■ **Stored data**:
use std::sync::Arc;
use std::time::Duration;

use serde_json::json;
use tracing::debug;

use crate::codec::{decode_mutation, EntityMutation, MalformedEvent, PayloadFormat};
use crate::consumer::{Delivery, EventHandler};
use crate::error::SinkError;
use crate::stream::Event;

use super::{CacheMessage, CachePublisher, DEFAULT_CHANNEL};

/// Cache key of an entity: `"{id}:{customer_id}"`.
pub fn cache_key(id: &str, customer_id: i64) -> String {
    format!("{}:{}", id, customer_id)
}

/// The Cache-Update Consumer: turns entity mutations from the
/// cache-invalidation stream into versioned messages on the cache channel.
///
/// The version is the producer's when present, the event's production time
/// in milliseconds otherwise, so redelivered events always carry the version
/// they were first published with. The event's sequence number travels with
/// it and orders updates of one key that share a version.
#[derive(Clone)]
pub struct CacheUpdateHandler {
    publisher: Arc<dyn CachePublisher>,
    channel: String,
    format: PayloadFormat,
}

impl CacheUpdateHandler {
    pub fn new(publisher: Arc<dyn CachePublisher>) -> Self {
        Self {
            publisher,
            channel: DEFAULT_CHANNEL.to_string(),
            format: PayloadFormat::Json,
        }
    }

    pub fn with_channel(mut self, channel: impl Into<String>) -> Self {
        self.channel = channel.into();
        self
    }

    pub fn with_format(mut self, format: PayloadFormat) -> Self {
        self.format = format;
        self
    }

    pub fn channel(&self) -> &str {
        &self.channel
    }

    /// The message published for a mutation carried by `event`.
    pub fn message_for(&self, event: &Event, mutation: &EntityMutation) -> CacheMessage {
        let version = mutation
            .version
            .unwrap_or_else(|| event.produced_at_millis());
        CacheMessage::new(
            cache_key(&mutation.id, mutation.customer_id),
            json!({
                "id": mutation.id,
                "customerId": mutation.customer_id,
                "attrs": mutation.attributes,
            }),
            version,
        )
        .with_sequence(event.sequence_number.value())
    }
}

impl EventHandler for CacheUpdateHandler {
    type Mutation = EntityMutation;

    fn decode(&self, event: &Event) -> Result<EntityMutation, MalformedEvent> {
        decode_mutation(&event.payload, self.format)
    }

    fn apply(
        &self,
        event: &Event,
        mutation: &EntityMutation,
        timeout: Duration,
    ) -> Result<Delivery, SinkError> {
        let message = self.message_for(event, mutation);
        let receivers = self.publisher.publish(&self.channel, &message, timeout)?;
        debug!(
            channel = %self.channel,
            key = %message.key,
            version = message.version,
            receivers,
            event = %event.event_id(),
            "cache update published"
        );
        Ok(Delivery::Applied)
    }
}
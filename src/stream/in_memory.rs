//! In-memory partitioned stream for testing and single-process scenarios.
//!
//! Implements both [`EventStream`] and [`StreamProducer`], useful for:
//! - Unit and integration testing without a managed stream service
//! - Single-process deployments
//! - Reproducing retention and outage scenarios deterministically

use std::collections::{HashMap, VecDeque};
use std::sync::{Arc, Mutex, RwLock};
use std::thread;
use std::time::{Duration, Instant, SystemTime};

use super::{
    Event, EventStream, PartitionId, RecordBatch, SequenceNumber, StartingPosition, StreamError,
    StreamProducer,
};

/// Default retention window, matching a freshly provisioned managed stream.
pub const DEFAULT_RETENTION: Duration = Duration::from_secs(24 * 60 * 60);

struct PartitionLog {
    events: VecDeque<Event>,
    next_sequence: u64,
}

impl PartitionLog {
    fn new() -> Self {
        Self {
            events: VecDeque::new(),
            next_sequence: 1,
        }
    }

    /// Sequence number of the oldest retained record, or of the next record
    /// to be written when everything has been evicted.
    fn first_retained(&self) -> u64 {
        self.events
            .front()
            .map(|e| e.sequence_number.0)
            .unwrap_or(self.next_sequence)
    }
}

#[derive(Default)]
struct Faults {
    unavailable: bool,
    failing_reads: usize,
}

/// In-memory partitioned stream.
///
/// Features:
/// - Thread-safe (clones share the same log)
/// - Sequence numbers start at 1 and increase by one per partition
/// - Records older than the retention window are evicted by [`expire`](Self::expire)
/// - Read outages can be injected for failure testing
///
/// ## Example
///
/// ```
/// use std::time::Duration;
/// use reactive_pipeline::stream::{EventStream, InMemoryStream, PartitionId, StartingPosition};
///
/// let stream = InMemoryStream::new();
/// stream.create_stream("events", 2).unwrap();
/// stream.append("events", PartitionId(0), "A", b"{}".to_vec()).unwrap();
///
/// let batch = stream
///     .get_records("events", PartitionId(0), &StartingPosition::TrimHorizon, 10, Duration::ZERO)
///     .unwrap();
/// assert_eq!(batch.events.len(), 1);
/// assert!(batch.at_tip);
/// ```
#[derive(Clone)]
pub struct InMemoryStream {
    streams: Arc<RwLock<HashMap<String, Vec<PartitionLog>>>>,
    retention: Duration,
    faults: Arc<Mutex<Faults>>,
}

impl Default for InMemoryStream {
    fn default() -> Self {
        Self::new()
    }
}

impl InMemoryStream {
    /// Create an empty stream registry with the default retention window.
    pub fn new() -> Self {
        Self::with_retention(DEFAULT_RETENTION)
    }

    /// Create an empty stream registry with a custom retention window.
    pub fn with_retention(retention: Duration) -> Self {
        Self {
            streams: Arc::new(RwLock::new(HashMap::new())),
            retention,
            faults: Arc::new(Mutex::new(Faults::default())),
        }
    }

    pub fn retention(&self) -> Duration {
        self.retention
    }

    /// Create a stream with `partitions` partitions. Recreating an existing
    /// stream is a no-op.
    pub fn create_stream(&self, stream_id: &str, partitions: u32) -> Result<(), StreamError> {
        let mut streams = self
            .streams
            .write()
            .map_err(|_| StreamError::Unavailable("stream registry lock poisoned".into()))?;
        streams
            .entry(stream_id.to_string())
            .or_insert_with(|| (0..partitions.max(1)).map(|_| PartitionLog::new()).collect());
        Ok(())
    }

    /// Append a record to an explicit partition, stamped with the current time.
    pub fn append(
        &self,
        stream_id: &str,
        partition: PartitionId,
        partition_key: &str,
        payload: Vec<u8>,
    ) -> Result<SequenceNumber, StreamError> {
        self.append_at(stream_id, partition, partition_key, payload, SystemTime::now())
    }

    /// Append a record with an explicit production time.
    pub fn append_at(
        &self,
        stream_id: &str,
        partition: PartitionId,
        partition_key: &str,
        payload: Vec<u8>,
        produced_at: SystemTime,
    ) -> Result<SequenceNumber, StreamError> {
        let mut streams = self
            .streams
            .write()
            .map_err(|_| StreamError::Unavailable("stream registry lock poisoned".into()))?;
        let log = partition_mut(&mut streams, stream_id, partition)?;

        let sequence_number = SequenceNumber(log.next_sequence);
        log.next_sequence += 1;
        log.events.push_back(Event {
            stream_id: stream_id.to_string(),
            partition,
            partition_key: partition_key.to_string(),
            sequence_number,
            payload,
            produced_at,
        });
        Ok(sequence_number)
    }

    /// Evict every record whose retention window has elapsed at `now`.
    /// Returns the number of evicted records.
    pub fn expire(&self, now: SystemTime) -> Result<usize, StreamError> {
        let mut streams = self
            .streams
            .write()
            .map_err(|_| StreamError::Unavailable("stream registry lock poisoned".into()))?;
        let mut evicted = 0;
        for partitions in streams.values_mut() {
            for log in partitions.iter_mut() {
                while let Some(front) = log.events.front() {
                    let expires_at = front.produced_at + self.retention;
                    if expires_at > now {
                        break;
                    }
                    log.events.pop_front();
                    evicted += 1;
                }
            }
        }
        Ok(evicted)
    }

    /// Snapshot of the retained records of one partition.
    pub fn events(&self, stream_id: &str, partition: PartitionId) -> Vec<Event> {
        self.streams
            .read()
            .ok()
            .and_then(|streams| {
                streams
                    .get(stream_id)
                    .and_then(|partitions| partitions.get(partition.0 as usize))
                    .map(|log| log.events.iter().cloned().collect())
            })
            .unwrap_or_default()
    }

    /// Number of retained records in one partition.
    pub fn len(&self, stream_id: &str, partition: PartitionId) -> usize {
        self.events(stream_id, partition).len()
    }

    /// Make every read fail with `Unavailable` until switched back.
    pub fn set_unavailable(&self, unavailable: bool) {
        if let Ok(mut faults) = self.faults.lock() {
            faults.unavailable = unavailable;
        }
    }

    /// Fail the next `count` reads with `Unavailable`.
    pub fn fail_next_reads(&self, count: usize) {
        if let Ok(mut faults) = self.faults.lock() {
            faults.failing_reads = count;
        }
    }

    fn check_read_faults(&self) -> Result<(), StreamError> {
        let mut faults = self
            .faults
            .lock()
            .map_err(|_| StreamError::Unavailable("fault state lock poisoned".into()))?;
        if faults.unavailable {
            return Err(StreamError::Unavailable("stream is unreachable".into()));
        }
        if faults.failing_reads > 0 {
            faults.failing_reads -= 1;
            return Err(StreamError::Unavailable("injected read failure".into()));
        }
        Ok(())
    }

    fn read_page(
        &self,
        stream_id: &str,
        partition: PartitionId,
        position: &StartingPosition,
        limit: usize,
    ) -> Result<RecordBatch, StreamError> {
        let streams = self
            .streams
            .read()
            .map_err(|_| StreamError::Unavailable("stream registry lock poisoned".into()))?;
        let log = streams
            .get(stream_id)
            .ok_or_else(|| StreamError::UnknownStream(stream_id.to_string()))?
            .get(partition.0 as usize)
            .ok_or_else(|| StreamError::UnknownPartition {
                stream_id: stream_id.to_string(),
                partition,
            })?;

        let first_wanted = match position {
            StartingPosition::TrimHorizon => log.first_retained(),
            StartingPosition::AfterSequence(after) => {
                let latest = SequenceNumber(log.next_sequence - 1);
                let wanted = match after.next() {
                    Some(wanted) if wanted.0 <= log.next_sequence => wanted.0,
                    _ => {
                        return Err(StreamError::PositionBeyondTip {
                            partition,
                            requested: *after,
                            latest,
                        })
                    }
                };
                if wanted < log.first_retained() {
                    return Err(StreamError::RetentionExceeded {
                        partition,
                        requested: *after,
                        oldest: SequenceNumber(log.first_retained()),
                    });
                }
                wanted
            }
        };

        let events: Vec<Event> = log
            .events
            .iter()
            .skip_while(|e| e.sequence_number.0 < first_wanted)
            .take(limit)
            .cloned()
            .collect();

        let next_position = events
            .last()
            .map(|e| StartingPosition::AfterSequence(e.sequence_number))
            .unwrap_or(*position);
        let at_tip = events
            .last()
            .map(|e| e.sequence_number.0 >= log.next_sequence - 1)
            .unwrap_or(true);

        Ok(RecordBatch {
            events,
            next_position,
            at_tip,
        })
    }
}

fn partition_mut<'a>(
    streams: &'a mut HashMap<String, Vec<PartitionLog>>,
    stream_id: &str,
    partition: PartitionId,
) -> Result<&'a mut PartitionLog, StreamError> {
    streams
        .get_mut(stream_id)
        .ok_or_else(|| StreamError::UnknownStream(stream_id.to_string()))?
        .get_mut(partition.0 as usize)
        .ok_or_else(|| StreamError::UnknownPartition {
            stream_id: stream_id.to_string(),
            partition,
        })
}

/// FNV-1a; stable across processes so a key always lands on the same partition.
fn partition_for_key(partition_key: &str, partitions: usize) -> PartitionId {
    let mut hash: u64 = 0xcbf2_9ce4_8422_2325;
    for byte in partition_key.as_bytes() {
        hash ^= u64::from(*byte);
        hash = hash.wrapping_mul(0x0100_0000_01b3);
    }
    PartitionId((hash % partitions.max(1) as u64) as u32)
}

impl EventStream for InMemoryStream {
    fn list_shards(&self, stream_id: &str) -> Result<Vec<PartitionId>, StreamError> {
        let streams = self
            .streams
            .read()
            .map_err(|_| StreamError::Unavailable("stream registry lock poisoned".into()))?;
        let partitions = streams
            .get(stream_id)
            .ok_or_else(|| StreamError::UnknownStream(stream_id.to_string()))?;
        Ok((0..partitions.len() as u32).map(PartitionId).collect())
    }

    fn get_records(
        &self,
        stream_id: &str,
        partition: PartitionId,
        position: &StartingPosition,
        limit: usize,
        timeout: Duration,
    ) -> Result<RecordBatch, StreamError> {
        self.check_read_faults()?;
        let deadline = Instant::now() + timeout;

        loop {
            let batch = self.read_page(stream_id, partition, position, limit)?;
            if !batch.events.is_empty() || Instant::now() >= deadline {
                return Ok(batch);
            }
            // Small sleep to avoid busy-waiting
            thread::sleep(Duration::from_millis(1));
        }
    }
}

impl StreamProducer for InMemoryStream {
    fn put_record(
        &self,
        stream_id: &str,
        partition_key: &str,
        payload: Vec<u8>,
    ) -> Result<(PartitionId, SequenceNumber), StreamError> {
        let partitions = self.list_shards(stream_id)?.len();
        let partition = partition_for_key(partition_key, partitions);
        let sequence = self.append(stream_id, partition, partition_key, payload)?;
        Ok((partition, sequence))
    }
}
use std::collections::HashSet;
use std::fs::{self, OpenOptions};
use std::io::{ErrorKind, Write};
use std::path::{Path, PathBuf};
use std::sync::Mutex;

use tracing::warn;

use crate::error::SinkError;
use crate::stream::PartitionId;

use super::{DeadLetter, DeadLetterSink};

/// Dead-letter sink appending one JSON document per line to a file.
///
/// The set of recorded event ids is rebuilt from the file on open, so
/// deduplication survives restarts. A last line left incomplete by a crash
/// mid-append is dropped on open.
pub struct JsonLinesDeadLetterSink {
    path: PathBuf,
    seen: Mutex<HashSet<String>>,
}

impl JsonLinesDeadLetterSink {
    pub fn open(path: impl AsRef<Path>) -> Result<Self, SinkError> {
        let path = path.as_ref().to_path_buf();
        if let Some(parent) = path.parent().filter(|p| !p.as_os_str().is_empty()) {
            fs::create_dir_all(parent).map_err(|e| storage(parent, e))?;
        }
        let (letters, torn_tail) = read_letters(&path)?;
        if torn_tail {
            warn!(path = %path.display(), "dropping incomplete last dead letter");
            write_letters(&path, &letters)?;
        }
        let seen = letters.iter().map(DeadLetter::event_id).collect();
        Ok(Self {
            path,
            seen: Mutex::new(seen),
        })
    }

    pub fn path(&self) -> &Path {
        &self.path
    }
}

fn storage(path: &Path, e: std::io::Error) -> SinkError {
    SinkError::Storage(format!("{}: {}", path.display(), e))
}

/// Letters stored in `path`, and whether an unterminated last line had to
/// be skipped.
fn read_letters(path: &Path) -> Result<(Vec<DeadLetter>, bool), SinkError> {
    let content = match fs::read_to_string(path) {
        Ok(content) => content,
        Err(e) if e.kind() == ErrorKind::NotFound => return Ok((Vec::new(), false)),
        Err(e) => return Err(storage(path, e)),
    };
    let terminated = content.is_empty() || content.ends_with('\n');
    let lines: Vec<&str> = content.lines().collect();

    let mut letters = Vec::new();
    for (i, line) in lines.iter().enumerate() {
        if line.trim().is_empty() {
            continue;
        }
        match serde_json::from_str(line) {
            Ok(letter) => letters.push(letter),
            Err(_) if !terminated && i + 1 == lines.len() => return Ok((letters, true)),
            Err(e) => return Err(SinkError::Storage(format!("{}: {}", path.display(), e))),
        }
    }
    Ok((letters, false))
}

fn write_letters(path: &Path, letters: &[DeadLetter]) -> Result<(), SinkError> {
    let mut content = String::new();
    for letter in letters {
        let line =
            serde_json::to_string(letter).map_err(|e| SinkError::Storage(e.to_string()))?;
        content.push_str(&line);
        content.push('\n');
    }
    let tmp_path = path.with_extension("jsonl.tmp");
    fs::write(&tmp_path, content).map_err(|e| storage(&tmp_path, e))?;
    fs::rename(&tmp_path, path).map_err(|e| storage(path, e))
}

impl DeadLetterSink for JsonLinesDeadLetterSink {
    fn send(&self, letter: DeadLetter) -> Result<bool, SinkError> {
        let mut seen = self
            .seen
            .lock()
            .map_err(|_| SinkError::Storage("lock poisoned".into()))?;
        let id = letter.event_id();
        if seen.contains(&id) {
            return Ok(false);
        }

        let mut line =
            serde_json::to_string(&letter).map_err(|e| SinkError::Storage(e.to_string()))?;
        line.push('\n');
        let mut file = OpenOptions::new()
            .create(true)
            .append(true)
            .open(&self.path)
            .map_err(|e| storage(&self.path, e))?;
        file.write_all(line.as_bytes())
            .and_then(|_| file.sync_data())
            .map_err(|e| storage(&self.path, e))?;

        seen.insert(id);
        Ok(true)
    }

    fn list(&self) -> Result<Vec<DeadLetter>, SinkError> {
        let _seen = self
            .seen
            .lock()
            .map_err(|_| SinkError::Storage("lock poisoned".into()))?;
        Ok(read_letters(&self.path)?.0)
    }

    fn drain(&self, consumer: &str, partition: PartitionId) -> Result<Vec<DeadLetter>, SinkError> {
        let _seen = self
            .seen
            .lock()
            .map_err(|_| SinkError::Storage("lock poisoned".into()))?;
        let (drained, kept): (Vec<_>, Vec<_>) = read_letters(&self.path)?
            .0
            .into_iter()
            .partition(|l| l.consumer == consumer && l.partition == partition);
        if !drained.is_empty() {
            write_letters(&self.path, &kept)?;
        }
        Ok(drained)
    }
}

■ **Task brief**: Starting at the line with "e.sequence_number.0 >= log.next_sequence - 1)" and ending at the line with "the same partition.", print each line of the listing above exactly, with no other lines.

■ **Result of this exercise**:
            .map(|e| e.sequence_number.0 >= log.next_sequence - 1)
            .unwrap_or(true);

        Ok(RecordBatch {
            events,
            next_position,
            at_tip,
        })
    }
}

fn partition_mut<'a>(
    streams: &'a mut HashMap<String, Vec<PartitionLog>>,
    stream_id: &str,
    partition: PartitionId,
) -> Result<&'a mut PartitionLog, StreamError> {
    streams
        .get_mut(stream_id)
        .ok_or_else(|| StreamError::UnknownStream(stream_id.to_string()))?
        .get_mut(partition.0 as usize)
        .ok_or_else(|| StreamError::UnknownPartition {
            stream_id: stream_id.to_string(),
            partition,
        })
}

/// FNV-1a; stable across processes so a key always lands on the same partition.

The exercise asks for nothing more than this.